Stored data
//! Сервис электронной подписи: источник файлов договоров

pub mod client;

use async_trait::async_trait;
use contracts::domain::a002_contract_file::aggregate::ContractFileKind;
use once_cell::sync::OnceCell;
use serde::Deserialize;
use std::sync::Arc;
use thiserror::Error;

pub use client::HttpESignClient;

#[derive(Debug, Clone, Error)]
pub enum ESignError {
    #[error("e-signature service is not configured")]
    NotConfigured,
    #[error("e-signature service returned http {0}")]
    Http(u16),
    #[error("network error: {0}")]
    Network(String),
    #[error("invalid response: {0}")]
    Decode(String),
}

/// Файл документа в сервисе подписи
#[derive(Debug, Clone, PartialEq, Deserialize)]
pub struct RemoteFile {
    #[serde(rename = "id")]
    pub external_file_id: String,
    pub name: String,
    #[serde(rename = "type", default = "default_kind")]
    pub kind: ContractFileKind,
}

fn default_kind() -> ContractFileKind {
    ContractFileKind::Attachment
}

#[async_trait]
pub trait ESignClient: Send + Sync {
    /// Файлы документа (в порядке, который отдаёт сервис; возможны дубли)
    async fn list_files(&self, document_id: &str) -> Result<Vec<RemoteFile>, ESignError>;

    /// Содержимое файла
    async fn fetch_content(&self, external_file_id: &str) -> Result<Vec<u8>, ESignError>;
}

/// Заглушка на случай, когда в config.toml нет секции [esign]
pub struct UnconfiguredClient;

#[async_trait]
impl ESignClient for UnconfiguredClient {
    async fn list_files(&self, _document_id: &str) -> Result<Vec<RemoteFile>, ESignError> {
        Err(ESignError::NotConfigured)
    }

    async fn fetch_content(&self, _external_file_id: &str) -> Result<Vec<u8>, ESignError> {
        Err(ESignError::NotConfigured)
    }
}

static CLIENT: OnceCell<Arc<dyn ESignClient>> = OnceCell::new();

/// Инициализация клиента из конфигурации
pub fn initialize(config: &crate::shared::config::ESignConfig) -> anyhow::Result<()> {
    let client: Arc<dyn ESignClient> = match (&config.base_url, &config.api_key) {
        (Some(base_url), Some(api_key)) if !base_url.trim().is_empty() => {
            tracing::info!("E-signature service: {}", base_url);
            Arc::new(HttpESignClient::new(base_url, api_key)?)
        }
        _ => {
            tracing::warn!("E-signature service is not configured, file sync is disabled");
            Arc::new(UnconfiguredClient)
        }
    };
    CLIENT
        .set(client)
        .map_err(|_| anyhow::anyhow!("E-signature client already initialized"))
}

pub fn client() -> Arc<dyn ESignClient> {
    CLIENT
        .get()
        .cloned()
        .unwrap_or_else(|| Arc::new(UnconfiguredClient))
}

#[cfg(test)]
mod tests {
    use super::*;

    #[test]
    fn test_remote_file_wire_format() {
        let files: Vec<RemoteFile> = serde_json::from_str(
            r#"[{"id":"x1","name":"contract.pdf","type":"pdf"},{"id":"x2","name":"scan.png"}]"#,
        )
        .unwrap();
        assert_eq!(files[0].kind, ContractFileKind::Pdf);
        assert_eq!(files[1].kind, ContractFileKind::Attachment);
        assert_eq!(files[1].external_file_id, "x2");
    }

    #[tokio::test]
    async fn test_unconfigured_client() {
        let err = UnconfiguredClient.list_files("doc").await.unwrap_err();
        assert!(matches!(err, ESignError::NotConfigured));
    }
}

> _YOUR OBJECTIVE_
Return every line above where "NotConfigured" appears.

> _ANSWER SPACE_
    NotConfigured,
        Err(ESignError::NotConfigured)
        Err(ESignError::NotConfigured)
        assert!(matches!(err, ESignError::NotConfigured));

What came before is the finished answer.